Hence, the answer that you have given in the comments, is the answer if an order of picking cracked and uncracked smartphones is also provided. For example, if the question was : "the probability with which you pick six phones in the order crack, crack, not crack, not crack, not crack, not crack", then the answer is as you have given.

The answer

The final answer, therefore, is the answer for one such case, which is the huge fraction above, multiplied by all possible ways in which you can order the appearances of the two cracked smartphones and four good smartphones.

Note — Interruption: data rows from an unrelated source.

//! Data Transfer Objects for the HTTP API.
//!
//! These DTOs are used for request/response serialization in the REST API.
//! The response DTOs are re-exported from the routes module since they
//! already derive Serialize/Deserialize; this file adds the query-string
//! parameter structs and the health response.

use serde::{Deserialize, Serialize};

// Re-export existing DTOs that are already serializable
pub use crate::api::{
    // Dashboard
    Alert,
    AlertLevel,
    DashboardData,
    InventorySlice,
    StatCard,
    StatusCount,
    TimeframeOption,
    Tone,
    VolumePoint,
    // Inventory
    InventoryListData,
    InventoryTotals,
    // Orders
    OrderHistoryEntry,
    OrderListData,
    // Search
    SearchResults,
    // Shipments
    ChoiceOption,
    QuickFilter,
    ShipmentDetailData,
    ShipmentListData,
};

/// Query parameters for the dashboard endpoint.
#[derive(Debug, Clone, Serialize, Deserialize, Default)]
pub struct DashboardParams {
    /// Reporting window: "today", "7d", or "month"
    #[serde(default)]
    pub range: Option<String>,
    /// Recent orders sort field
    #[serde(default)]
    pub sort: Option<String>,
    /// Recent orders sort direction: "asc" or "desc"
    #[serde(default)]
    pub dir: Option<String>,
}

/// Query parameters for the global search endpoint.
#[derive(Debug, Clone, Serialize, Deserialize, Default)]
pub struct SearchParams {
    /// Search text; blank returns empty sections
    #[serde(default)]
    pub q: Option<String>,
}

/// Query parameters for the shipment board endpoint.
#[derive(Debug, Clone, Serialize, Deserialize, Default)]
pub struct ShipmentBoardParams {
    /// Board tab: "active" or "completed"
    #[serde(default)]
    pub tab: Option<String>,
    /// Status filter, or "all"
    #[serde(default)]
    pub status: Option<String>,
    /// Priority filter, or "all"
    #[serde(default)]
    pub priority: Option<String>,
    /// Search text over tracking id, route, carrier, and contents
    #[serde(default)]
    pub q: Option<String>,
    /// Sort option: "eta", "eta_desc", "updated", or "priority"
    #[serde(default)]
    pub sort: Option<String>,
    /// Shipment to preselect in the detail pane
    #[serde(default)]
    pub id: Option<i64>,
}

/// Query parameters for the order desk endpoint.
#[derive(Debug, Clone, Serialize, Deserialize, Default)]
pub struct OrderDeskParams {
    /// Search text over customer name or order number
    #[serde(default)]
    pub q: Option<String>,
    /// Status filter, or "all"
    #[serde(default)]
    pub status: Option<String>,
    /// Order to preselect in the detail pane
    #[serde(default)]
    pub id: Option<i64>,
}

/// Query parameters for the inventory browser endpoint.
#[derive(Debug, Clone, Serialize, Deserialize, Default)]
pub struct InventoryParams {
    /// Search text over product name and SKU
    #[serde(default)]
    pub q: Option<String>,
}

/// Health check response.
#[derive(Debug, Clone, Serialize, Deserialize)]
pub struct HealthResponse {
    /// Status of the service
    pub status: String,
    /// Version of the API
    pub version: String,
    /// Database connection status
    pub database: String,
}
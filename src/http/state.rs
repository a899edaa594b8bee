//! Application state for the HTTP server.

use crate::db::repository::RecordStore;
use std::sync::Arc;

/// Shared application state passed to all handlers.
#[derive(Clone)]
pub struct AppState {
    /// Record store instance for database operations
    pub repository: Arc<dyn RecordStore>,
}

impl AppState {
    /// Create a new application state with the given record store.
    pub fn new(repository: Arc<dyn RecordStore>) -> Self {
        Self { repository }
    }
}
//! HTTP server module for the freight board backend.
//!
//! This module provides an axum-based HTTP server that exposes the back
//! office as a REST API. It reuses the service layer, repository pattern,
//! and DTOs from the core library.
//!
//! # Architecture
//!
//! ```text
//! ┌──────────────────────────────────────────────────────────┐
//! │  HTTP Layer (axum handlers)                               │
//! │  - Request parsing and validation                         │
//! │  - JSON serialization/deserialization                     │
//! │  - CORS, compression, error handling                      │
//! └───────────────────┬──────────────────────────────────────┘
//!                     │
//! ┌───────────────────▼──────────────────────────────────────┐
//! │  Service Layer (services/)                                │
//! │  - Metrics engine, alert aggregator, dashboard composer   │
//! │  - Search and listing services                            │
//! └───────────────────┬──────────────────────────────────────┘
//! ┌───────────────────▼──────────────────────────────────────┐
//! │  Repository Layer (db/)                                   │
//! │  - Record store reads and aggregates                      │
//! │  - LocalRepository / PostgresRepository                   │
//! └──────────────────────────────────────────────────────────┘
//! ```

#[cfg(feature = "http-server")]
pub mod handlers;

#[cfg(feature = "http-server")]
pub mod router;

#[cfg(feature = "http-server")]
pub mod state;

#[cfg(feature = "http-server")]
pub mod error;

#[cfg(feature = "http-server")]
pub mod dto;

#[cfg(feature = "http-server")]
pub use router::create_router;

#[cfg(feature = "http-server")]
pub use state::AppState;
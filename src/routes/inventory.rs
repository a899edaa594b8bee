use serde::{Deserialize, Serialize};

use super::dashboard::StatCard;
use crate::models::StockRecord;

// =========================================================
// Inventory browser types + route
// =========================================================

/// Raw warehouse-wide aggregates behind the inventory stat cards.
///
/// `low_stock_items` counts every record at or below its reorder point,
/// including records that are fully out of stock.
#[derive(Debug, Clone, Copy, Serialize, Deserialize)]
pub struct InventoryTotals {
    pub total_items: i64,
    pub low_stock_items: i64,
    pub total_units: i64,
}

/// Complete inventory browser dataset.
#[derive(Debug, Clone, Serialize, Deserialize)]
pub struct InventoryListData {
    pub items: Vec<StockRecord>,
    pub search_query: String,
    pub totals: InventoryTotals,
    pub stats: Vec<StatCard>,
}

/// Route path constant for the inventory browser endpoint (under /v1).
pub const INVENTORY_ROUTE: &str = "/inventory";
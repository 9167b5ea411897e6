//! Generative backend client

mod client;
pub mod types;

use anyhow::Result;
use async_trait::async_trait;

pub use client::{GeminiClient, DEFAULT_BASE_URL};
pub use types::{Content, GenerateContentRequest, GenerateContentResponse, Role};

/// A model that turns a conversation into a response.
///
/// Implementations must be shareable across tasks: the chat session moves an
/// `Arc<dyn ChatBackend>` into a spawned task for every call.
#[async_trait]
pub trait ChatBackend: Send + Sync {
    async fn generate(&self, request: GenerateContentRequest) -> Result<GenerateContentResponse>;
}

This is $\binom 62$, or $15$.

Therefore, the answer is $15 \times \frac{8 \times 7 \times 6 \times 5 \times 6 \times 5}{14 \times 13 \times 12 \times 11 \times 10 \times 9} = 50/143$.

You can check this is equal to the answer your teacher has given.

Answer 2

You need to distinguish between selecting with replacement and selecting without replacement.

Given $6$ cracked (C) and $8$ normal (N) phones, the probability of selecting $2$ cracked (C) and $4$ normal (N) out of total $14$ phones is:

Selecting with replacement: $$\left(\frac{6}{14}\right)^2\left(\frac{8}{14}\right)^4$$

Selecting without replacement:

$$\frac{{6\choose 2}{8\choose 4}}{{14\choose 6}}={6\choose 2}\cdot \frac{{8\choose 4}}{{14\choose 6}}={6\choose 2}\cdot \frac{\frac{8!}{4!4!}}{\frac{14!}{6!8!}}={6\choose 2}\cdot \frac{8\cdot 7\cdot 6\cdot 5\cdot 6\cdot 5}{14\cdot 13\cdot 12\cdot 11\cdot 10\cdot 9}=\\ {6\choose 2}\cdot \underbrace{\frac{8}{14}\cdot\frac{7}{13}\cdot\frac{6}{12}\cdot\frac{5}{11}\cdot\frac{6}{10}\cdot\frac{5}{9}}_{P(N_1N_2N_3N_4C_5C_6)}.$$ Note that you considered only one possibility: $N_1N_2N_3N_4C_5C_6$, whereas there are ${6\choose 2}$ equally likely possibilities: $$N_1N_2N_3N_4C_5C_6,\qquad N_1N_2N_3C_4N_5C_6,\qquad N_1N_2C_3N_4N_5C_6,\cdots,\\ C_1N_2N_3C_4N_5N_6,\qquad C_1N_2C_3N_4N_5N_6,\qquad C_1C_2N_3N_4N_5N_6.$$ Note: The problem that your teacher posed is the experiment without replacement and it follows the hypergeometric distribution.

Example for the experiment with replacement: There are 6 golden and 8 carp fish in a water tank. If $6$ fish are caught successively with replacement, can you find the probability of catching exactly $2$ times golden fish?